Additionally, following an object will not allow you to intercept calls to a class that occurred outside the wrapped object. For that functionality, use Putter.watch

Putter.follow usage:

class MyObject
  def hello(arg, punc)
    "Hello #{arg.to_s}#{punc}"
  end
end

module Service
  def self.do_stuff(obj)
    obj.hello(:world, "!")
  end
end

object = Putter.follow(MyObject.new)
Service.do_stuff(object)

Will output:

Putter Debugging: Object instance ./putter/README.md:57 -- Method: :hello, Args: [:world, "!"], Result: "Hello world!"

Putter.follow Options

Putter.follow(
  object_to_follow,
  label: "My object",  # Label to use after "Putter Debugging:  My object". Will be "ClassName" for classes or "ClassName instance" for instances
  methods: ["value"],  # If the value is nil, then all methods will be watched. Otherwise, this is an array of methods to print debugging input for
)

Putter.watch

Putter.watch can be used on classes to follow created instances of the class or to intercept method calls that occur throughout your application.

Putter.follow usage:

class MyObject
  def self.hello_class(arg, punc)
    "The class says hello #{arg.to_s}#{punc}"
  end

  def hello_instance(arg, punc)
    "An instance says hello #{arg.to_s}#{punc}"
  end
end

Putter.watch(MyObject)
MyObject.hello_class("world", "!")
my_obj = MyObject.new
my_obj.hello_instance("world", "!")

Will output:

Putter Debugging: Object ./putter/README.md:96 -- Method: :hello_class, Args: [:world, "!"], Result: "The class says hello world!"
Putter Debugging: Object instance 1 ./putter/README.md:97 -- Method: :hello_instance, Args: [:world, "!"], Result: "The instance says hello world!"

Putter.follow Options

Putter.watch(
  ClassToFollow,
  label: "My object",  # Label to use after "Putter Debugging:  My object". Will be "ClassName" for classes or "ClassName instance #" for instances
)

Configuration

Putter currently has 3 configuration options:

Putter.configure do |config|
  # 'print_strategy' takes a block that receives five arguments with the label, line,
  # method, args array, and result respectively. This block will be used after each method
  # is called, it must contain puts or logger calls, to print or any other method callbacks
  # that are helpful.
  # Defaults to Putter::PrintStrategy::Default
  config.print_strategy = Proc.new do |label, line, method, args, result|
    puts "#{line} - Label: #{label}, Method: #{method}, Args: #{args}, Result: #{result}"
  end

  # 'ignore_methods_from' takes an array of class names and will ignore both class and instance methods
  # from those classes when adding methods to the proxy and adding debug output
  # Defaults to [Object]
  config.ignore_methods_from = [Object, ActiveRecord::Base]

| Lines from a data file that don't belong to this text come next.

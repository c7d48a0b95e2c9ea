//! Exponential backoff retry logic for API calls.

use crate::error::{ApiClientError, ApiResult};
use std::collections::BTreeSet;
use std::time::Duration;
use tracing::{debug, warn};

/// Retry policy configuration.
#[derive(Debug, Clone)]
pub struct RetryPolicy {
    /// Maximum number of retry attempts (0 = no retries).
    pub max_retries: u32,
    /// Base delay in seconds for exponential backoff.
    pub base_delay_secs: u64,
    /// Maximum delay cap in seconds.
    pub max_delay_secs: u64,
    /// HTTP statuses that are treated as transient.
    pub retryable_statuses: BTreeSet<u16>,
}

fn default_retryable_statuses() -> BTreeSet<u16> {
    [429, 500, 501, 502, 503, 504].into_iter().collect()
}

impl Default for RetryPolicy {
    fn default() -> Self {
        Self {
            max_retries: 9,
            base_delay_secs: 1,
            max_delay_secs: 60,
            retryable_statuses: default_retryable_statuses(),
        }
    }
}

impl RetryPolicy {
    /// Create a new retry policy with the given max retries and base delay.
    /// The maximum delay cap defaults to 60 seconds and the retryable
    /// status set to 429 plus the 5xx family.
    #[must_use]
    pub fn new(max_retries: u32, base_delay_secs: u64) -> Self {
        Self {
            max_retries,
            base_delay_secs,
            max_delay_secs: 60,
            retryable_statuses: default_retryable_statuses(),
        }
    }

    /// Whether the error should be retried at the given attempt number.
    ///
    /// Transport-level failures (timeouts, unreachable endpoints) are always
    /// transient; HTTP errors are transient only when their status is in
    /// `retryable_statuses`.
    #[must_use]
    pub fn should_retry(&self, attempt: u32, error: &ApiClientError) -> bool {
        attempt < self.max_retries && self.is_transient(error)
    }

    /// Whether the error is transient at all, ignoring the attempt budget.
    #[must_use]
    pub fn is_transient(&self, error: &ApiClientError) -> bool {
        match error {
            ApiClientError::RateLimited { .. } => self.retryable_statuses.contains(&429),
            ApiClientError::ApiError { status, .. } => self.retryable_statuses.contains(status),
            ApiClientError::Timeout(_)
            | ApiClientError::Unreachable(_)
            | ApiClientError::Http(_) => true,
            _ => false,
        }
    }

    /// Calculate delay for the given attempt using exponential backoff.
    ///
    /// If the error is [`ApiClientError::RateLimited`] with a `retry_after_secs`
    /// value, that value is used directly (capped at `max_delay_secs`).
    /// Otherwise the delay is `min(base_delay_secs * 2^attempt, max_delay_secs)`.
    #[must_use]
    pub fn delay_for(&self, attempt: u32, error: &ApiClientError) -> Duration {
        let secs = if let ApiClientError::RateLimited {
            retry_after_secs: Some(retry_after),
        } = error
        {
            (*retry_after).min(self.max_delay_secs)
        } else {
            let exponential = self
                .base_delay_secs
                .saturating_mul(2u64.saturating_pow(attempt));
            exponential.min(self.max_delay_secs)
        };
        Duration::from_secs(secs)
    }

    /// Execute an async operation with retry.
    ///
    /// The closure `f` is called repeatedly until it succeeds, a non-retryable
    /// error is encountered, or the maximum number of retries is exhausted.
    pub async fn execute<F, Fut, T>(&self, operation_name: &str, mut f: F) -> ApiResult<T>
    where
        F: FnMut() -> Fut,
        Fut: std::future::Future<Output = ApiResult<T>>,
    {
        let mut attempt: u32 = 0;
        loop {
            match f().await {
                Ok(value) => {
                    if attempt > 0 {
                        debug!(
                            operation = operation_name,
                            attempt = attempt + 1,
                            "Operation succeeded after retries"
                        );
                    }
                    return Ok(value);
                }
                Err(error) => {
                    // A non-transient error keeps its kind even on the last
                    // attempt, so callers can still match on it.
                    if !self.is_transient(&error) {
                        return Err(error);
                    }
                    if attempt >= self.max_retries {
                        warn!(
                            operation = operation_name,
                            attempts = attempt + 1,
                            error = %error,
                            "Max retries exceeded"
                        );
                        return Err(ApiClientError::MaxRetriesExceeded {
                            attempts: attempt + 1,
                            message: format!(
                                "{operation_name} failed after {} attempt(s): {error}",
                                attempt + 1
                            ),
                        });
                    }

                    let delay = self.delay_for(attempt, &error);
                    debug!(
                        operation = operation_name,
                        attempt = attempt + 1,
                        max_retries = self.max_retries,
                        delay_secs = delay.as_secs(),
                        error = %error,
                        "Retrying after transient error"
                    );

                    tokio::time::sleep(delay).await;
                    attempt += 1;
                }
            }
        }
    }
}

#[cfg(test)]
mod tests {
    use super::*;
    use std::sync::atomic::{AtomicU32, Ordering};
    use std::sync::Arc;

    #[test]
    fn test_default_policy() {
        let policy = RetryPolicy::default();
        assert_eq!(policy.max_retries, 9);
        assert_eq!(policy.base_delay_secs, 1);
        assert_eq!(policy.max_delay_secs, 60);
        assert!(policy.retryable_statuses.contains(&429));
        assert!(policy.retryable_statuses.contains(&503));
        assert!(!policy.retryable_statuses.contains(&404));
    }

    #[test]
    fn test_should_retry_rate_limited() {
        let policy = RetryPolicy::new(3, 1);
        let error = ApiClientError::RateLimited {
            retry_after_secs: None,
        };
        assert!(policy.should_retry(0, &error));
        assert!(policy.should_retry(2, &error));
        assert!(!policy.should_retry(3, &error)); // at max
    }

    #[test]
    fn test_should_retry_server_error() {
        let policy = RetryPolicy::new(3, 1);
        let error = ApiClientError::ApiError {
            status: 503,
            detail: "service unavailable".into(),
        };
        assert!(policy.should_retry(0, &error));
    }

    #[test]
    fn test_should_not_retry_client_error() {
        let policy = RetryPolicy::new(3, 1);

        let not_found = ApiClientError::NotFound("account".into());
        assert!(!policy.should_retry(0, &not_found));

        let api_400 = ApiClientError::ApiError {
            status: 400,
            detail: "bad request".into(),
        };
        assert!(!policy.should_retry(0, &api_400));

        let auth = ApiClientError::AuthError("invalid key".into());
        assert!(!policy.should_retry(0, &auth));
    }

    #[test]
    fn test_custom_retryable_statuses() {
        let mut policy = RetryPolicy::new(3, 1);
        policy.retryable_statuses = [503].into_iter().collect();

        let rate_limited = ApiClientError::RateLimited {
            retry_after_secs: None,
        };
        assert!(!policy.should_retry(0, &rate_limited)); // 429 not in set

        let e503 = ApiClientError::ApiError {
            status: 503,
            detail: "unavailable".into(),
        };
        assert!(policy.should_retry(0, &e503));
    }

    #[test]
    fn test_delay_exponential_backoff() {
        let policy = RetryPolicy::new(5, 1);
        let error = ApiClientError::Unreachable("host".into());

        assert_eq!(policy.delay_for(0, &error), Duration::from_secs(1)); // 1 * 2^0
        assert_eq!(policy.delay_for(1, &error), Duration::from_secs(2)); // 1 * 2^1
        assert_eq!(policy.delay_for(2, &error), Duration::from_secs(4)); // 1 * 2^2
        assert_eq!(policy.delay_for(3, &error), Duration::from_secs(8)); // 1 * 2^3
    }

    #[test]
    fn test_delay_capped_at_max() {
        let policy = RetryPolicy {
            max_retries: 10,
            base_delay_secs: 1,
            max_delay_secs: 10,
            retryable_statuses: [429].into_iter().collect(),
        };
        let error = ApiClientError::Unreachable("host".into());

        assert_eq!(policy.delay_for(5, &error), Duration::from_secs(10)); // 32 capped
        assert_eq!(policy.delay_for(8, &error), Duration::from_secs(10)); // 256 capped
    }

    #[test]
    fn test_delay_rate_limited_with_retry_after() {
        let policy = RetryPolicy::new(5, 1);
        let error = ApiClientError::RateLimited {
            retry_after_secs: Some(30),
        };

        assert_eq!(policy.delay_for(0, &error), Duration::from_secs(30));
        assert_eq!(policy.delay_for(3, &error), Duration::from_secs(30));
    }

    #[test]
    fn test_delay_rate_limited_without_retry_after() {
        let policy = RetryPolicy::new(5, 2);
        let error = ApiClientError::RateLimited {
            retry_after_secs: None,
        };

        // Falls back to exponential: 2 * 2^1 = 4
        assert_eq!(policy.delay_for(1, &error), Duration::from_secs(4));
    }

    #[tokio::test]
    async fn test_execute_succeeds_first_try() {
        let policy = RetryPolicy::new(3, 0);
        let result = policy
            .execute("test_op", || async { Ok::<_, ApiClientError>(42) })
            .await;
        assert_eq!(result.unwrap(), 42);
    }

    #[tokio::test]
    async fn test_execute_succeeds_after_retries() {
        let policy = RetryPolicy::new(3, 0);
        let counter = Arc::new(AtomicU32::new(0));
        let counter_clone = counter.clone();

        let result = policy
            .execute("test_op", move || {
                let counter = counter_clone.clone();
                async move {
                    let attempt = counter.fetch_add(1, Ordering::SeqCst);
                    if attempt < 2 {
                        Err(ApiClientError::Unreachable("host".into()))
                    } else {
                        Ok(99)
                    }
                }
            })
            .await;

        assert_eq!(result.unwrap(), 99);
        assert_eq!(counter.load(Ordering::SeqCst), 3); // initial + 2 retries
    }

    #[tokio::test]
    async fn test_execute_non_retryable_fails_immediately() {
        let policy = RetryPolicy::new(3, 0);
        let counter = Arc::new(AtomicU32::new(0));
        let counter_clone = counter.clone();

        let result: ApiResult<()> = policy
            .execute("test_op", move || {
                let counter = counter_clone.clone();
                async move {
                    counter.fetch_add(1, Ordering::SeqCst);
                    Err(ApiClientError::NotFound("account".into()))
                }
            })
            .await;

        assert!(result.is_err());
        assert_eq!(counter.load(Ordering::SeqCst), 1); // only one attempt
    }

    #[tokio::test]
    async fn test_non_retryable_error_on_last_attempt_keeps_its_kind() {
        let policy = RetryPolicy::new(3, 0);
        let counter = Arc::new(AtomicU32::new(0));
        let counter_clone = counter.clone();

        // Three transient failures, then a 404 on the final attempt.
        let result: ApiResult<()> = policy
            .execute("test_op", move || {
                let counter = counter_clone.clone();
                async move {
                    let attempt = counter.fetch_add(1, Ordering::SeqCst);
                    if attempt < 3 {
                        Err(ApiClientError::ApiError {
                            status: 503,
                            detail: "unavailable".into(),
                        })
                    } else {
                        Err(ApiClientError::NotFound("rule settings".into()))
                    }
                }
            })
            .await;

        match result {
            Err(ApiClientError::NotFound(_)) => {}
            other => panic!("Expected NotFound, got: {other:?}"),
        }
        assert_eq!(counter.load(Ordering::SeqCst), 4);
    }

    #[tokio::test]
    async fn test_execute_max_retries_exceeded() {
        let policy = RetryPolicy::new(2, 0);
        let counter = Arc::new(AtomicU32::new(0));
        let counter_clone = counter.clone();

        let result: ApiResult<()> = policy
            .execute("test_op", move || {
                let counter = counter_clone.clone();
                async move {
                    counter.fetch_add(1, Ordering::SeqCst);
                    Err(ApiClientError::Unreachable("host".into()))
                }
            })
            .await;

        match result {
            Err(ApiClientError::MaxRetriesExceeded { attempts, .. }) => {
                assert_eq!(attempts, 3); // 1 initial + 2 retries
            }
            other => panic!("Expected MaxRetriesExceeded, got: {other:?}"),
        }
        assert_eq!(counter.load(Ordering::SeqCst), 3);
    }

    #[test]
    fn test_no_retries_policy() {
        let policy = RetryPolicy::new(0, 1);
        let error = ApiClientError::Unreachable("host".into());
        assert!(!policy.should_retry(0, &error));
    }
}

  # 'methods_whitelist' takes an array of methods and will always proxy and debug those methods
  # regardless of whether or not the class is ignored and regardless of what methods are passed
  # in when running 'Putter.follow'
  config.methods_whitelist = [:to_s]
end

Planned Features

Feel free to open a PR to implement any of these if they are not yet added:

  • Active Record specific printing
  • Checking Rails.env to double check that putter is not called in production

Contributing

Bug reports and pull requests are welcome on GitHub at https://github.com/dewyze/putter. This project is intended to be a safe, welcoming space for collaboration, and contributors are expected to adhere to the Contributor Covenant code of conduct.

License

The gem is available as open source under the terms of the MIT License.